Estoicismo natural

José A. Ponte Far VIÉNDOLAS PASAR

FERROL CIUDAD

17 jul 2016 . Actualizado a las 05:00 h.

No es la primera vez que escribo sobre ella en esta sección. Lo hice en varias ocasiones: hace años, cuando aún era una perra joven, incansable y dicharachera; y no hace mucho, a propósito de una artrosis que la ha sumido en la vejez y la acerca al final de la vida. Maya es una labradora bondadosa y lista, de hermosa presencia y con la ingenuidad de un niño en su mirada. Su bella figura y su alegría dieron vida durante trece años a la casa y a la huerta familiar, que ella logró llenar de jolgorio y compañía. Supo ser hospitalaria con Xinzo y con Lola, dos perros recogidos de la calle por mi hijo; y con Uva, una gatita que apareció un día encima de la parra y que ya nunca quiso marcharse.
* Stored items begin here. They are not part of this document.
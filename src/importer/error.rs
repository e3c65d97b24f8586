// ==========================================
// 表管理工具 - 导入模块错误类型
// ==========================================
// 工具: thiserror 派生宏
// 分类: 解析错误 / 选项错误 / 目标表错误 / 存储错误
// ==========================================

use crate::repository::StoreError;
use thiserror::Error;

/// 导入模块错误类型
#[derive(Error, Debug)]
pub enum ImportError {
    // ===== 文件解析错误（ParseError 类）=====
    #[error("文件为空: 未找到表头行")]
    EmptyFile,

    #[error("文件仅含表头，没有数据行")]
    NoDataRows,

    #[error("文件格式不支持: {0}（仅支持 .xlsx/.xls/.csv）")]
    UnsupportedFormat(String),

    #[error("文件读取失败: {0}")]
    FileReadError(String),

    #[error("Excel 解析失败: {0}")]
    ExcelParseError(String),

    #[error("CSV 解析失败: {0}")]
    CsvParseError(String),

    #[error("表头列名重复: {0}")]
    DuplicateColumn(String),

    #[error("第 {line} 行字段数 {found} 超过表头列数 {expected}")]
    RowTooLong {
        line: u64,
        expected: usize,
        found: usize,
    },

    // ===== 调用方选项错误 =====
    #[error("列映射无效: {0}")]
    InvalidMapping(String),

    #[error("文件列与表 {0} 的列无交集，没有可导入的列")]
    NoMatchingColumns(String),

    #[error("行数限制无效: 请求 {requested} 行，可用 {available} 行（须满足 1 <= n <= 可用行数）")]
    InvalidLimit { requested: usize, available: usize },

    // ===== 目标表错误 =====
    #[error("无法获取表 {0} 的列（表中无记录且未声明列）")]
    SchemaUnavailable(String),

    // ===== 存储错误 =====
    #[error(transparent)]
    Store(#[from] StoreError),
}

impl ImportError {
    /// 是否属于文件解析类错误
    pub fn is_parse_error(&self) -> bool {
        matches!(
            self,
            ImportError::EmptyFile
                | ImportError::NoDataRows
                | ImportError::UnsupportedFormat(_)
                | ImportError::FileReadError(_)
                | ImportError::ExcelParseError(_)
                | ImportError::CsvParseError(_)
                | ImportError::DuplicateColumn(_)
                | ImportError::RowTooLong { .. }
        )
    }
}

// 实现 From<std::io::Error>
impl From<std::io::Error> for ImportError {
    fn from(err: std::io::Error) -> Self {
        ImportError::FileReadError(err.to_string())
    }
}

// 实现 From<csv::Error>
impl From<csv::Error> for ImportError {
    fn from(err: csv::Error) -> Self {
        ImportError::CsvParseError(err.to_string())
    }
}

// 实现 From<calamine::Error>
impl From<calamine::Error> for ImportError {
    fn from(err: calamine::Error) -> Self {
        ImportError::ExcelParseError(err.to_string())
    }
}

/// Result 类型别名
pub type ImportResult<T> = Result<T, ImportError>;
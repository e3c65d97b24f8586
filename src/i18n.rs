// ==========================================
// 国际化 (i18n) 模块
// ==========================================
// 使用 rust-i18n 库
// 支持中文（默认）和英文
// ==========================================
// 注意: rust_i18n::i18n! 宏已在 lib.rs 中初始化
// ==========================================

/// 获取当前语言
pub fn current_locale() -> String {
    rust_i18n::locale().to_string()
}

/// 设置语言
///
/// # 参数
/// - locale: 语言代码（"zh-CN" 或 "en"）
pub fn set_locale(locale: &str) {
    rust_i18n::set_locale(locale);
}

/// 翻译消息（无参数）
///
/// # 示例
/// ```no_run
/// use table_admin::i18n::t;
/// let msg = t("common.success");
/// ```
pub fn t(key: &str) -> String {
    rust_i18n::t!(key).to_string()
}

/// 翻译消息（带参数）
///
/// # 示例
/// ```no_run
/// use table_admin::i18n::t_with_args;
/// let msg = t_with_args("import.bulk_success", &[("count", "10")]);
/// ```
pub fn t_with_args(key: &str, args: &[(&str, &str)]) -> String {
    let mut result = rust_i18n::t!(key).to_string();
    for (k, v) in args {
        let placeholder = format!("%{{{}}}", k);
        result = result.replace(&placeholder, v);
    }
    result
}
// ==========================================
// 表管理工具 - SQLite 连接初始化
// ==========================================
// 目标:
// - 本地表存储后端统一 PRAGMA 行为（外键、busy_timeout）
// - 提供默认本地库路径（用户数据目录）
// ==========================================

use rusqlite::Connection;
use std::path::PathBuf;
use std::time::Duration;

/// 默认 busy_timeout（毫秒）
pub const DEFAULT_BUSY_TIMEOUT_MS: u64 = 5_000;

/// 本地库路径环境变量
pub const LOCAL_DB_PATH_ENV: &str = "TABLE_ADMIN_DB_PATH";

/// 配置 SQLite 连接的统一 PRAGMA
///
/// 说明：
/// - foreign_keys 需要“每个连接”单独开启
/// - busy_timeout 需要“每个连接”单独配置
pub fn configure_sqlite_connection(conn: &Connection) -> rusqlite::Result<()> {
    conn.execute_batch("PRAGMA foreign_keys = ON;")?;
    conn.busy_timeout(Duration::from_millis(DEFAULT_BUSY_TIMEOUT_MS))?;
    Ok(())
}

/// 打开 SQLite 连接并应用统一配置
pub fn open_sqlite_connection(db_path: &str) -> rusqlite::Result<Connection> {
    let conn = Connection::open(db_path)?;
    configure_sqlite_connection(&conn)?;
    Ok(conn)
}

/// 默认本地库路径
///
/// 优先使用 TABLE_ADMIN_DB_PATH；否则放在用户数据目录下
pub fn default_local_db_path() -> String {
    if let Ok(path) = std::env::var(LOCAL_DB_PATH_ENV) {
        let trimmed = path.trim();
        if !trimmed.is_empty() {
            return trimmed.to_string();
        }
    }

    let mut path = PathBuf::from("./table_admin.db");
    if let Some(data_dir) = dirs::data_dir() {
        let dir = data_dir.join("table-admin");
        // best-effort: 目录创建失败时退回当前目录
        if std::fs::create_dir_all(&dir).is_ok() {
            path = dir.join("table_admin.db");
        }
    }

    path.to_string_lossy().to_string()
}

#[cfg(test)]
mod tests {
    use super::*;

    #[test]
    fn test_open_applies_foreign_keys() {
        let conn = open_sqlite_connection(":memory:").unwrap();
        let enabled: i64 = conn
            .query_row("PRAGMA foreign_keys", [], |row| row.get(0))
            .unwrap();
        assert_eq!(enabled, 1);
    }
}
Ella, una cachorra criada a cuerpo de rey, nunca echó mano de su pedigree para reivindicar un estatus superior al de sus compañeros. Al revés, aunque era más alocada e irresponsable que los otros dos, que ya habían experimentado la dureza de la vida, se avino a dejarse llevar por el sentido común y buen criterio de Xinzo, un podenco al que algún cazador desalmado había abandonado en el monte. Él le enseñó lo que no habíamos logrado los de la casa, como que no se pisoteaban las petunias recién plantadas en el jardín, ni se hacían impunemente agujeros en la huerta, y que se acudía con rapidez cuando cualquiera de nosotros los llamaba?

Una de estas mañanas esplendorosas de julio estuve en la casa tratando de mantener a raya la hierba de la huerta y la maleza de la muralla. Un trabajo en el que antes siempre estaba acompañado por el interés nervioso de Maya, contenta y feliz de ver movimiento a su alrededor. Mientras los otros dos perros y la gata desaparecían del escenario, ella seguía con interés cada paso que yo daba, acompañándome en la ida y vuelta de la máquina cortacésped.
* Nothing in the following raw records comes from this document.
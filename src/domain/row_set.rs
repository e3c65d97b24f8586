// ==========================================
// 表管理工具 - 行集合 (RowSet) 与记录 (Record)
// ==========================================
// 职责: 有序的、列结构一致的记录集合
// 不变量: 每条记录都暴露完全相同的列集合（缺失值为 Null，不省略）
// 实现: 记录按列顺序存为值向量，不变量由结构保证
// ==========================================

use crate::domain::value::CellValue;
use serde::Serialize;
use serde_json::{Map, Value as JsonValue};

// ==========================================
// RowSet - 行集合
// ==========================================
#[derive(Debug, Clone, Default, PartialEq, Serialize)]
pub struct RowSet {
    columns: Vec<String>,
    rows: Vec<Vec<CellValue>>,
}

impl RowSet {
    /// 创建仅含列定义的空行集合
    pub fn new(columns: Vec<String>) -> Self {
        Self {
            columns,
            rows: Vec::new(),
        }
    }

    /// 追加一行
    ///
    /// 值少于列数时以 Null 补齐，多余的值被截断
    pub fn push_row(&mut self, mut values: Vec<CellValue>) {
        values.resize(self.columns.len(), CellValue::Null);
        self.rows.push(values);
    }

    pub fn columns(&self) -> &[String] {
        &self.columns
    }

    pub fn rows(&self) -> &[Vec<CellValue>] {
        &self.rows
    }

    pub fn len(&self) -> usize {
        self.rows.len()
    }

    pub fn is_empty(&self) -> bool {
        self.rows.is_empty()
    }

    pub fn column_index(&self, column: &str) -> Option<usize> {
        self.columns.iter().position(|c| c == column)
    }

    /// 读取指定行、指定列的值
    pub fn value(&self, row: usize, column: &str) -> Option<&CellValue> {
        let idx = self.column_index(column)?;
        self.rows.get(row).and_then(|r| r.get(idx))
    }

    /// 取第 row 行为 Record
    pub fn record(&self, row: usize) -> Option<Record> {
        self.rows.get(row).map(|values| {
            Record::from_pairs(
                self.columns
                    .iter()
                    .cloned()
                    .zip(values.iter().cloned())
                    .collect(),
            )
        })
    }

    /// 按列值查找第一条匹配记录（按显示文本比较）
    pub fn find_record(&self, column: &str, value: &CellValue) -> Option<Record> {
        let idx = self.column_index(column)?;
        let needle = value.to_string();
        self.rows
            .iter()
            .position(|r| r[idx].to_string() == needle)
            .and_then(|row| self.record(row))
    }

    /// 选出若干列并按给定名称输出（投影 + 重命名）
    ///
    /// # 参数
    /// - selection: (源列下标, 输出列名) 列表，按输出顺序排列
    pub fn project(&self, selection: &[(usize, String)]) -> RowSet {
        let columns = selection.iter().map(|(_, name)| name.clone()).collect();
        let rows = self
            .rows
            .iter()
            .map(|r| {
                selection
                    .iter()
                    .map(|(idx, _)| r.get(*idx).cloned().unwrap_or(CellValue::Null))
                    .collect()
            })
            .collect();
        RowSet { columns, rows }
    }

    /// 保留满足条件的行（返回新集合，原集合不变）
    pub fn filter_rows<F>(&self, mut keep: F) -> RowSet
    where
        F: FnMut(&[CellValue]) -> bool,
    {
        RowSet {
            columns: self.columns.clone(),
            rows: self.rows.iter().filter(|r| keep(r)).cloned().collect(),
        }
    }

    /// 取前 n 行（返回新集合）
    pub fn head(&self, n: usize) -> RowSet {
        RowSet {
            columns: self.columns.clone(),
            rows: self.rows.iter().take(n).cloned().collect(),
        }
    }

    /// 转换为存储的原生记录格式（JSON 对象数组）
    pub fn to_json_records(&self) -> Vec<JsonValue> {
        self.rows
            .iter()
            .map(|r| {
                let object: Map<String, JsonValue> = self
                    .columns
                    .iter()
                    .cloned()
                    .zip(r.iter().map(CellValue::to_json))
                    .collect();
                JsonValue::Object(object)
            })
            .collect()
    }

    /// 从 JSON 对象数组构造
    ///
    /// 列集合为所有对象键的并集（按首次出现顺序），缺失的键补 Null
    pub fn from_json_records(records: &[JsonValue]) -> RowSet {
        let mut columns: Vec<String> = Vec::new();
        for record in records {
            if let JsonValue::Object(object) = record {
                for key in object.keys() {
                    if !columns.iter().any(|c| c == key) {
                        columns.push(key.clone());
                    }
                }
            }
        }

        let mut row_set = RowSet::new(columns);
        for record in records {
            let values = row_set
                .columns
                .iter()
                .map(|c| {
                    record
                        .get(c)
                        .map(CellValue::from_json)
                        .unwrap_or(CellValue::Null)
                })
                .collect();
            row_set.rows.push(values);
        }
        row_set
    }
}

// ==========================================
// Record - 单条记录
// ==========================================
// 用途: 单条新增、更新补丁（部分记录）
#[derive(Debug, Clone, Default, PartialEq, Serialize)]
pub struct Record {
    fields: Vec<(String, CellValue)>,
}

impl Record {
    pub fn new() -> Self {
        Self::default()
    }

    /// 从 (列名, 值) 列表构造；同名列后者覆盖前者
    pub fn from_pairs(pairs: Vec<(String, CellValue)>) -> Self {
        let mut record = Record::new();
        for (column, value) in pairs {
            record.insert(column, value);
        }
        record
    }

    pub fn insert(&mut self, column: impl Into<String>, value: CellValue) {
        let column = column.into();
        match self.fields.iter_mut().find(|(c, _)| *c == column) {
            Some(slot) => slot.1 = value,
            None => self.fields.push((column, value)),
        }
    }

    pub fn get(&self, column: &str) -> Option<&CellValue> {
        self.fields
            .iter()
            .find(|(c, _)| c == column)
            .map(|(_, v)| v)
    }

    pub fn fields(&self) -> &[(String, CellValue)] {
        &self.fields
    }

    pub fn columns(&self) -> impl Iterator<Item = &str> {
        self.fields.iter().map(|(c, _)| c.as_str())
    }

    pub fn len(&self) -> usize {
        self.fields.len()
    }

    pub fn is_empty(&self) -> bool {
        self.fields.is_empty()
    }

    /// 只保留满足条件的字段
    pub fn retain<F>(&mut self, mut keep: F)
    where
        F: FnMut(&str, &CellValue) -> bool,
    {
        self.fields.retain(|(c, v)| keep(c, v));
    }

    pub fn to_json_object(&self) -> JsonValue {
        let object: Map<String, JsonValue> = self
            .fields
            .iter()
            .map(|(c, v)| (c.clone(), v.to_json()))
            .collect();
        JsonValue::Object(object)
    }

    /// 转为单行 RowSet（用于单条新增复用批量写入接口）
    pub fn into_row_set(self) -> RowSet {
        let (columns, values): (Vec<String>, Vec<CellValue>) = self.fields.into_iter().unzip();
        let mut row_set = RowSet::new(columns);
        row_set.push_row(values);
        row_set
    }
}
// ==========================================
// 测试辅助函数
// ==========================================
// 职责: 提供测试所需的内存表存储、临时 SQLite 库、测试文件
// ==========================================
#![allow(dead_code)]

use std::path::PathBuf;
use std::sync::Mutex;

use async_trait::async_trait;
use table_admin::domain::{CellValue, Record, RowSet};
use table_admin::repository::{SqliteTableStore, StoreError, StoreResult, TableStore};
use tempfile::NamedTempFile;

// ==========================================
// MockTableStore - 记录调用的内存存储
// ==========================================
#[derive(Default)]
pub struct MockTableStore {
    tables: Vec<String>,
    rows: RowSet,
    fail_insert: Option<String>,
    reported_inserts: Option<usize>,
    matched: usize,
    inserts: Mutex<Vec<(String, RowSet)>>,
    updates: Mutex<Vec<(String, String, CellValue, Record)>>,
    deletes: Mutex<Vec<(String, String, CellValue)>>,
    fetches: Mutex<Vec<(String, usize)>>,
}

impl MockTableStore {
    /// 表中已有一条记录，列为 columns
    pub fn with_columns(columns: &[&str]) -> Self {
        let mut rows = RowSet::new(columns.iter().map(|c| c.to_string()).collect());
        rows.push_row(columns.iter().map(|c| CellValue::from(format!("{}-0", c))).collect());
        Self::with_rows(rows)
    }

    pub fn with_rows(rows: RowSet) -> Self {
        Self {
            tables: vec!["users".to_string()],
            rows,
            matched: 1,
            ..Default::default()
        }
    }

    /// 空表（采样不到列）
    pub fn empty() -> Self {
        Self::with_rows(RowSet::new(vec![]))
    }

    pub fn with_tables(mut self, tables: &[&str]) -> Self {
        self.tables = tables.iter().map(|t| t.to_string()).collect();
        self
    }

    /// insert 返回存储拒绝错误
    pub fn failing_insert(mut self, message: &str) -> Self {
        self.fail_insert = Some(message.to_string());
        self
    }

    /// insert 成功时报告的写入条数（与提交行数无关）
    pub fn reporting_inserted(mut self, count: usize) -> Self {
        self.reported_inserts = Some(count);
        self
    }

    /// update/delete 返回的匹配条数
    pub fn matching(mut self, matched: usize) -> Self {
        self.matched = matched;
        self
    }

    pub fn insert_calls(&self) -> Vec<(String, RowSet)> {
        self.inserts.lock().unwrap().clone()
    }

    pub fn update_calls(&self) -> Vec<(String, String, CellValue, Record)> {
        self.updates.lock().unwrap().clone()
    }

    pub fn delete_calls(&self) -> Vec<(String, String, CellValue)> {
        self.deletes.lock().unwrap().clone()
    }

    pub fn fetch_calls(&self) -> Vec<(String, usize)> {
        self.fetches.lock().unwrap().clone()
    }
}

#[async_trait]
impl TableStore for MockTableStore {
    async fn list_tables(&self) -> StoreResult<Vec<String>> {
        Ok(self.tables.clone())
    }

    async fn fetch(&self, table: &str, limit: usize) -> StoreResult<RowSet> {
        self.fetches.lock().unwrap().push((table.to_string(), limit));
        Ok(self.rows.head(limit))
    }

    async fn insert(&self, table: &str, rows: &RowSet) -> StoreResult<usize> {
        self.inserts
            .lock()
            .unwrap()
            .push((table.to_string(), rows.clone()));
        match &self.fail_insert {
            Some(message) => Err(StoreError::Rejected {
                status: 409,
                message: message.clone(),
            }),
            None => Ok(self.reported_inserts.unwrap_or(rows.len())),
        }
    }

    async fn update(
        &self,
        table: &str,
        id_column: &str,
        id_value: &CellValue,
        patch: &Record,
    ) -> StoreResult<usize> {
        self.updates.lock().unwrap().push((
            table.to_string(),
            id_column.to_string(),
            id_value.clone(),
            patch.clone(),
        ));
        Ok(self.matched)
    }

    async fn delete(
        &self,
        table: &str,
        id_column: &str,
        id_value: &CellValue,
    ) -> StoreResult<usize> {
        self.deletes
            .lock()
            .unwrap()
            .push((table.to_string(), id_column.to_string(), id_value.clone()));
        Ok(self.matched)
    }
}

// ==========================================
// SQLite 测试库
// ==========================================

/// 创建临时 SQLite 库并建 users 表
///
/// # 返回
/// - NamedTempFile: 临时数据库文件（需要保持存活）
/// - SqliteTableStore: 指向该文件的存储
pub fn create_test_store() -> (NamedTempFile, SqliteTableStore) {
    let temp_file = NamedTempFile::new().unwrap();
    let store = SqliteTableStore::open(temp_file.path().to_str().unwrap()).unwrap();
    store
        .execute_batch(
            r#"
            CREATE TABLE users (
                id INTEGER PRIMARY KEY AUTOINCREMENT,
                name TEXT NOT NULL,
                email TEXT UNIQUE,
                created_at TEXT NOT NULL DEFAULT (datetime('now'))
            );
            "#,
        )
        .unwrap();
    (temp_file, store)
}

/// 测试文件路径
pub fn fixture_path(name: &str) -> PathBuf {
    PathBuf::from(env!("CARGO_MANIFEST_DIR"))
        .join("tests")
        .join("fixtures")
        .join(name)
}

/// 生成 n 行 CSV（列: name,email,extra）
pub fn users_csv(n: usize) -> String {
    let mut content = String::from("name,email,extra\n");
    for i in 1..=n {
        content.push_str(&format!("user{i},user{i}@example.com,note{i}\n"));
    }
    content
}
Cuando yo hacía un descanso, ella no se separaba de la herramienta que en ese momento estaba usando. Como el descanso se alargase, ladraba mirándome con disimulo, como tratando de no ser impertinente, quizá dudando de mi afición por la faena laboral?

Pero esta mañana reciente, la perra solo pudo acompañarme con la mirada. Acostada a la sombra de la parra, ladeando un poco la cabeza, me miraba con resignación, con una pena diluida en sus ojos, que sin embargo, mantenían una entereza lúcida y consciente. Yo diría que hasta filosófica, pues en esa mirada se podía ver reflejada la aceptación elegante de un final muy próximo.
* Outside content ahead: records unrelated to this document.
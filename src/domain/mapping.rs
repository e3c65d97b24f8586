// ==========================================
// 表管理工具 - 列映射 (ColumnMapping)
// ==========================================
// 职责: 源文件列 → 目标列 / 跳过
// 不变量: 键恰好为源 RowSet 的列（未指定的源列按"跳过"补齐）
// ==========================================

use serde::Serialize;
use std::fmt;
use std::str::FromStr;

/// 单个源列的映射目标
#[derive(Debug, Clone, PartialEq, Eq, Serialize)]
#[serde(tag = "kind", content = "column", rename_all = "SCREAMING_SNAKE_CASE")]
pub enum MappingTarget {
    Skip,
    Column(String),
}

impl FromStr for MappingTarget {
    type Err = String;

    /// "skip"（不区分大小写）→ Skip；其他非空文本 → Column
    fn from_str(s: &str) -> Result<Self, Self::Err> {
        let trimmed = s.trim();
        if trimmed.is_empty() {
            return Err("映射目标不能为空".to_string());
        }
        if trimmed.eq_ignore_ascii_case("skip") {
            Ok(MappingTarget::Skip)
        } else {
            Ok(MappingTarget::Column(trimmed.to_string()))
        }
    }
}

impl fmt::Display for MappingTarget {
    fn fmt(&self, f: &mut fmt::Formatter<'_>) -> fmt::Result {
        match self {
            MappingTarget::Skip => write!(f, "Skip"),
            MappingTarget::Column(c) => write!(f, "{}", c),
        }
    }
}

#[derive(Debug, Clone, Default, PartialEq, Eq, Serialize)]
pub struct ColumnMapping {
    entries: Vec<(String, MappingTarget)>,
}

impl ColumnMapping {
    /// 由用户给出的部分映射构造
    ///
    /// 源列按文件顺序排列，未给出的源列映射为 Skip；
    /// 不属于源列的键原样保留，由对账器拒绝
    pub fn from_entries<I>(source_columns: &[String], entries: I) -> Self
    where
        I: IntoIterator<Item = (String, MappingTarget)>,
    {
        let given: Vec<(String, MappingTarget)> = entries.into_iter().collect();
        let lookup = |column: &str| {
            given
                .iter()
                .rev()
                .find(|(source, _)| source == column)
                .map(|(_, target)| target.clone())
        };

        let mut mapped: Vec<(String, MappingTarget)> = source_columns
            .iter()
            .map(|c| (c.clone(), lookup(c).unwrap_or(MappingTarget::Skip)))
            .collect();

        for (source, target) in &given {
            if !source_columns.contains(source) && !mapped.iter().any(|(s, _)| s == source) {
                mapped.push((source.clone(), target.clone()));
            }
        }

        Self { entries: mapped }
    }

    pub fn target(&self, source: &str) -> Option<&MappingTarget> {
        self.entries
            .iter()
            .find(|(s, _)| s == source)
            .map(|(_, t)| t)
    }

    pub fn entries(&self) -> &[(String, MappingTarget)] {
        &self.entries
    }
}
// ==========================================
// 表管理工具 - 核心库
// ==========================================
// 技术栈: Rust + PostgREST (reqwest) / SQLite (rusqlite)
// 系统定位: 托管数据库表的查看、增删改与批量导入
// ==========================================

// 初始化国际化系统
rust_i18n::i18n!("locales", fallback = "zh-CN");

// ==========================================
// 模块声明
// ==========================================

// 领域层 - 行集合与结果类型
pub mod domain;

// 数据仓储层 - 表存储门面
pub mod repository;

// 导入层 - 批量导入流水线
pub mod importer;

// 配置层 - 启动配置
pub mod config;

// 数据库基础设施（本地存储连接初始化/PRAGMA 统一）
pub mod db;

// 日志系统
pub mod logging;

// 国际化
pub mod i18n;

// API 层 - 业务接口
pub mod api;

// 应用层 - 命令行集成
pub mod app;

// ==========================================
// 重导出核心类型
// ==========================================

// 领域类型
pub use domain::{
    CellValue, ColumnMapping, DestinationSchema, MappingTarget, OperationResult, Record, RowSet,
    SchemaOrigin,
};

// 存储
pub use repository::{RestTableStore, SqliteTableStore, StoreError, TableStore};

// 导入
pub use importer::{BulkImportPipeline, ImportError, ImportOptions, ImportPreview};

// API
pub use api::{ApiError, ImportApi, TableApi};

// ==========================================
// 常量定义
// ==========================================

// 系统版本
pub const VERSION: &str = env!("CARGO_PKG_VERSION");

// 系统名称
pub const APP_NAME: &str = "表管理工具";

#[cfg(test)]
mod tests {
    use super::*;

    #[test]
    fn test_version() {
        assert!(!VERSION.is_empty());
    }
}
No sé cómo, pero la perra sabe que eso está muy cerca, y que la vejez y la artrosis que la tienen casi inmovilizada acabarán, más pronto que tarde, convirtiendo su cuerpo en abono orgánico para los manzanos. Tuve que acercarme a ella, acariciarla, hablarle de otros tiempos mejores, de cuando corría detrás de los pájaros, de cuando todos los niños de la familia se peleaban por jugar con ella.

Pero me dio la impresión de que ya todo le importa muy poco. Ha comenzado a orientar su alma (o lo que sea) hacia el fondo de sí misma, en un repliegue meditativo que tiene que ver con el mejor y más profundo estoicismo.

En su mirada inocente se refleja la aceptación serena del final de la vida, en una actitud tan digna como la que habrá tenido Séneca antes de tomar la cicuta. En los monasterios budistas se enseña a los monjes a aceptar con elegancia el momento de la muerte. Esa lección ya la ha aprendido esta perra entrañable.